Anyway, let me know if you need any help on the cabinets, have mine all built and ready to install as soon as I get the inside painted - have to wait for spring for that......
looking for info on Overlander 1959-1960 tire and wheels
I am looking for information on a 1959-1960 Overlander. I need to find out tire and wheel sizes, brake info and so forth. WE are planning to purchase this trailer, but it will need a lot of work. At this point we want to make sure it is road worthy to come home. Any info would be greatly appreciated.
Welcome to the Forums and the world of Vintage Overlanders!
Quote:
Originally Posted by nameuroy
I am looking for information on a 1959-1960 Overlander. I need to find out tire and wheel sizes, brake info and so forth. WE are planning to purchase this trailer, but it will need a lot of work. At this point we want to make sure it is road worthy to come home. Any info would be greatly appreciated.

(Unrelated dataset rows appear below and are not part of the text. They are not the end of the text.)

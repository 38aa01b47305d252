//! The viewer state machine.
//!
//! `Viewer` owns the scrollback state and is driven by exactly one caller, the
//! event loop. New blocks, key presses and resizes all arrive through
//! [`Viewer::handle_event`], which reports whether the frame must be redrawn.

use crate::input::keybindings::{command_for, Command};
use crate::model::scroll::ScrollState;
use crate::view::format::FormattedBlock;
use crate::view::viewport;
use crossterm::event::KeyEvent;
use ratatui::Frame;
use std::sync::mpsc::{Receiver, TryRecvError};

/// Input to the viewer.
#[derive(Debug, Clone)]
pub enum ViewerEvent {
    /// A block produced by ingestion.
    Block(FormattedBlock),
    Key(KeyEvent),
    /// New terminal size as (width, height).
    Resize(u16, u16),
}

/// Result of pulling ready blocks from the ingestion channel.
#[derive(Debug, Clone, Copy, PartialEq, Eq, Default)]
pub struct DrainOutcome {
    pub received: usize,
    /// The producer has finished and no more blocks will arrive.
    pub disconnected: bool,
}

/// What the event loop should do after an event.
#[derive(Debug, Clone, Copy, PartialEq, Eq)]
pub enum Transition {
    Redraw,
    Unchanged,
    Quit,
}

pub struct Viewer {
    state: ScrollState,
    stopped: bool,
}

impl Default for Viewer {
    fn default() -> Self {
        Self::new()
    }
}

impl Viewer {
    /// A running viewer with an empty buffer and a zero-height viewport.
    pub fn new() -> Self {
        Self {
            state: ScrollState::new(),
            stopped: false,
        }
    }

    pub fn state(&self) -> &ScrollState {
        &self.state
    }

    pub fn is_stopped(&self) -> bool {
        self.stopped
    }

    pub fn handle_event(&mut self, event: ViewerEvent) -> Transition {
        if self.stopped {
            return Transition::Unchanged;
        }

        match event {
            ViewerEvent::Block(block) => {
                self.state.append(block);
                Transition::Redraw
            }
            ViewerEvent::Resize(width, height) => {
                tracing::debug!("Viewport resized to {}x{}", width, height);
                self.state.resize(width as usize, height as usize);
                Transition::Redraw
            }
            ViewerEvent::Key(key_event) => self.handle_key(&key_event),
        }
    }

    fn handle_key(&mut self, key_event: &KeyEvent) -> Transition {
        tracing::trace!(
            "Key event received: code={:?}, modifiers={:?}, kind={:?}",
            key_event.code,
            key_event.modifiers,
            key_event.kind
        );

        match command_for(key_event) {
            Some(Command::ScrollUp) => {
                self.state.scroll_up();
                Transition::Redraw
            }
            Some(Command::ScrollDown) => {
                self.state.scroll_down();
                Transition::Redraw
            }
            Some(Command::Quit) => {
                tracing::info!("Quit requested");
                self.stopped = true;
                Transition::Quit
            }
            None => Transition::Unchanged,
        }
    }

    /// Append every block the producer has ready, up to `limit`, without blocking.
    pub fn drain_blocks(
        &mut self,
        receiver: &Receiver<FormattedBlock>,
        limit: usize,
    ) -> DrainOutcome {
        let mut outcome = DrainOutcome::default();
        while outcome.received < limit && !self.stopped {
            match receiver.try_recv() {
                Ok(block) => {
                    self.handle_event(ViewerEvent::Block(block));
                    outcome.received += 1;
                }
                Err(TryRecvError::Empty) => break,
                Err(TryRecvError::Disconnected) => {
                    outcome.disconnected = true;
                    break;
                }
            }
        }
        outcome
    }

    /// Plain text of the current frame.
    pub fn render(&self) -> String {
        viewport::render(&self.state)
    }

    pub fn draw(&self, frame: &mut Frame) {
        viewport::draw(frame, &self.state);
    }
}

The 1959 would be of an era where a beam axle with leaf springs, and split-rim wheels would have been the norm. It would also be from the time-period when the coach could have been ordered with either a single axle or a tandem axle setup -- and if a tandem axle, it could have four-wheel electric drum brakes; electric drum brakes on one axle and hydraulic drum brakes on the other; or four-wheel hydraulic drums.
From the standpoint of wheels, if the coach has its original split-rim wheels, the general consensus is that replacement with modern wheels that support tubeless tires is nearly mandatory. My advice would be to have a local shop measure the clearances involved as well as the off-set, bolt-circle, and center opening to insure that the replacement wheels will fit. Tires can also become an issue as clearances can be tight in the wheelwells on some coaches -- I know that I have had a tire dealer measure and order new tires for each of my coaches to insure that if there was a problem fitting the wheelwell that the issues with measurements would be the dealer's and not mine.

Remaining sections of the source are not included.